Oltre che al consolato generale in Caracas, i bilanci, il cui carattere di pubblicità è sancito dall'articolo 3, comma 9, della legge n. 286 del 2003, sono disponibili presso la sede dello stesso Comites di Caracas.
I finanziamenti erogati dal Ministero degli affari esteri e la cooperazione internazionale in favore del Comites di Caracas, negli ultimi 5 anni, sono stati pari a: 2010: euro 28.518; 2011: euro 30.000; 2012: euro 20.000; 2013: euro 29.240; 2014: euro 0. Per l'anno in corso non verrà erogato alcun finanziamento data la presenza di un saldo attivo che permette di coprire interamente il contributo inizialmente programmato pari a euro 19.720.
Non risulta dall'esame dei relativi bilanci che il Comites di Caracas abbia ricevuto contributi da terzi (privati e pubblici). È invece successo in passato che, nelle more dell'erogazione del contributo ministeriale (peraltro destinato alle sole spese di funzionamento) gli stessi membri Comites siano intervenuti per far fronte alle spese correnti con fondi personali.

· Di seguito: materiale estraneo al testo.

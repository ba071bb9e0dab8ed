//! Offline index build: dump → sorted data file + offset index.
//!
//! Reads a raw JSON-array dump, keeps records carrying a `title`, sorts them
//! by title (code point order, the same order [`crate::CorpusStore`] compares
//! with), and writes the records as compact JSON lines alongside a parallel
//! byte-offset array. Both files come from the same sorted pass, which is
//! what makes binary search over the offsets valid.

use std::io::{BufWriter, Write};
use std::path::Path;

use tracing::{info, instrument};

use biograph_shared::{BiographError, Result};

/// Summary of a completed index build.
#[derive(Debug, Clone, PartialEq, Eq)]
pub struct BuildReport {
    /// Records written to the data file and index.
    pub indexed: usize,
    /// Records excluded for lacking a title.
    pub dropped: usize,
}

/// Build a corpus data file and offset index from a JSON-array dump.
///
/// Records without a string `title` are dropped (reported, not an error).
/// Duplicate titles are rejected: lookup assumes titles are unique, and a
/// dump with collisions needs curation before it can be indexed.
#[instrument(skip_all, fields(input = %input.display()))]
pub fn build_index(input: &Path, data_out: &Path, index_out: &Path) -> Result<BuildReport> {
    let content = std::fs::read_to_string(input).map_err(|e| BiographError::io(input, e))?;
    let records: Vec<serde_json::Value> = serde_json::from_str(&content)
        .map_err(|e| BiographError::parse(format!("{} is not a JSON array: {e}", input.display())))?;

    let total = records.len();
    let mut titled: Vec<(String, serde_json::Value)> = Vec::with_capacity(total);

    for record in records {
        if let Some(title) = record.get("title").and_then(|t| t.as_str()) {
            let title = title.to_string();
            titled.push((title, record));
        }
    }
    let dropped = total - titled.len();

    // Stable sort by code point, matching the store's comparison order.
    titled.sort_by(|a, b| a.0.cmp(&b.0));

    if let Some(dup) = first_duplicate(&titled) {
        return Err(BiographError::config(format!(
            "duplicate title {dup:?} in {}; corpus titles must be unique",
            input.display()
        )));
    }

    let data_file =
        std::fs::File::create(data_out).map_err(|e| BiographError::io(data_out, e))?;
    let mut writer = BufWriter::new(data_file);

    let mut offsets: Vec<u64> = Vec::with_capacity(titled.len());
    let mut offset = 0u64;

    for (_, record) in &titled {
        let line = serde_json::to_string(record)
            .map_err(|e| BiographError::parse(format!("unserializable record: {e}")))?;
        writer
            .write_all(line.as_bytes())
            .and_then(|()| writer.write_all(b"\n"))
            .map_err(|e| BiographError::io(data_out, e))?;

        offsets.push(offset);
        offset += line.len() as u64 + 1;
    }
    writer.flush().map_err(|e| BiographError::io(data_out, e))?;

    let index_json = serde_json::to_string(&offsets)
        .map_err(|e| BiographError::parse(format!("unserializable offsets: {e}")))?;
    std::fs::write(index_out, index_json).map_err(|e| BiographError::io(index_out, e))?;

    let report = BuildReport {
        indexed: titled.len(),
        dropped,
    };

    info!(
        indexed = report.indexed,
        dropped = report.dropped,
        data = %data_out.display(),
        index = %index_out.display(),
        "index build complete"
    );

    Ok(report)
}

/// First title appearing more than once in a sorted slice, if any.
fn first_duplicate(sorted: &[(String, serde_json::Value)]) -> Option<&str> {
    sorted
        .windows(2)
        .find(|w| w[0].0 == w[1].0)
        .map(|w| w[0].0.as_str())
}

#[cfg(test)]
mod tests {
    use super::*;

    use serde_json::json;
    use tempfile::TempDir;

    fn paths(dir: &TempDir) -> (std::path::PathBuf, std::path::PathBuf, std::path::PathBuf) {
        (
            dir.path().join("dump.json"),
            dir.path().join("dump.dat"),
            dir.path().join("dump_offsets.json"),
        )
    }

    #[test]
    fn untitled_records_are_dropped_and_counted() {
        let dir = TempDir::new().unwrap();
        let (input, data, index) = paths(&dir);

        let dump = json!([
            {"title": "Zola", "text": "a"},
            {"ns": 0},
            {"title": "Balzac", "text": "b"},
            {"redirect": true},
        ]);
        std::fs::write(&input, serde_json::to_vec(&dump).unwrap()).unwrap();

        let report = build_index(&input, &data, &index).expect("build");
        assert_eq!(report, BuildReport { indexed: 2, dropped: 2 });

        let offsets: Vec<u64> =
            serde_json::from_str(&std::fs::read_to_string(&index).unwrap()).unwrap();
        assert_eq!(offsets.len(), 2);
        assert_eq!(offsets[0], 0);

        // Data file is sorted by title.
        let content = std::fs::read_to_string(&data).unwrap();
        let lines: Vec<&str> = content.lines().collect();
        assert!(lines[0].contains("Balzac"));
        assert!(lines[1].contains("Zola"));
    }

    #[test]
    fn offsets_point_at_record_starts() {
        let dir = TempDir::new().unwrap();
        let (input, data, index) = paths(&dir);

        let dump = json!([
            {"title": "B", "text": "second"},
            {"title": "A", "text": "first"},
            {"title": "C", "text": "third"},
        ]);
        std::fs::write(&input, serde_json::to_vec(&dump).unwrap()).unwrap();
        build_index(&input, &data, &index).expect("build");

        let content = std::fs::read(&data).unwrap();
        let offsets: Vec<u64> =
            serde_json::from_str(&std::fs::read_to_string(&index).unwrap()).unwrap();

        for &off in &offsets {
            // Every offset lands on the opening brace of a JSON object.
            assert_eq!(content[off as usize], b'{');
        }
    }

    #[test]
    fn duplicate_titles_are_rejected() {
        let dir = TempDir::new().unwrap();
        let (input, data, index) = paths(&dir);

        let dump = json!([
            {"title": "Jean Dupont", "text": "a"},
            {"title": "Jean Dupont", "text": "b"},
        ]);
        std::fs::write(&input, serde_json::to_vec(&dump).unwrap()).unwrap();

        let err = build_index(&input, &data, &index).unwrap_err();
        assert!(err.to_string().contains("duplicate title"));
        assert!(err.to_string().contains("Jean Dupont"));
    }

    #[test]
    fn empty_dump_builds_an_empty_index() {
        let dir = TempDir::new().unwrap();
        let (input, data, index) = paths(&dir);

        std::fs::write(&input, "[]").unwrap();
        let report = build_index(&input, &data, &index).expect("build");
        assert_eq!(report, BuildReport { indexed: 0, dropped: 0 });
        assert_eq!(std::fs::read_to_string(&index).unwrap(), "[]");
    }

    #[test]
    fn malformed_dump_is_a_parse_error() {
        let dir = TempDir::new().unwrap();
        let (input, data, index) = paths(&dir);

        std::fs::write(&input, "{\"not\": \"an array\"}").unwrap();
        let err = build_index(&input, &data, &index).unwrap_err();
        assert!(matches!(err, BiographError::Parse { .. }));
    }
}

I membri del Comites di Caracas svolgono la loro attività prestando attenzione, come previsto dall'articolo 1 della legge n. 286 del 2003, alle esigenze della comunità italiana e a veicolare le rispettive istanze alle autorità consolari di riferimento. Essi hanno frequentemente visitato le scuole italiane e gli enti di assistenza. Si segnala in particolare che nel 2011 il consolato generale a Caracas ha concluso, su iniziativa del Comites, una convenzione con una rete di cliniche che ha consentito in questi anni di prestare assistenza ad un considerevole numero di connazionali con operazioni chirurgiche e visite specialistiche, servizi diventati molto costosi nell'attuale contesto del Venezuela.
Tale sistema, in vigore tutt'oggi, è molto apprezzato dalla comunità italiana e risulta molto più efficace rispetto al sistema precedente.
Nel 2013 il Comites ha coadiuvato il consolato generale a Caracas e alcuni vice consoli onorari nel promuovere e organizzare incontri con i connazionali residenti in Venezuela, con l'obiettivo di fornire loro informazioni aggiornate sugli strumenti di assistenza e sulla normativa riguardante la cittadinanza.
Il Sottosegretario di Stato per gli affari esteri e la cooperazione internazionale: Mario Giro.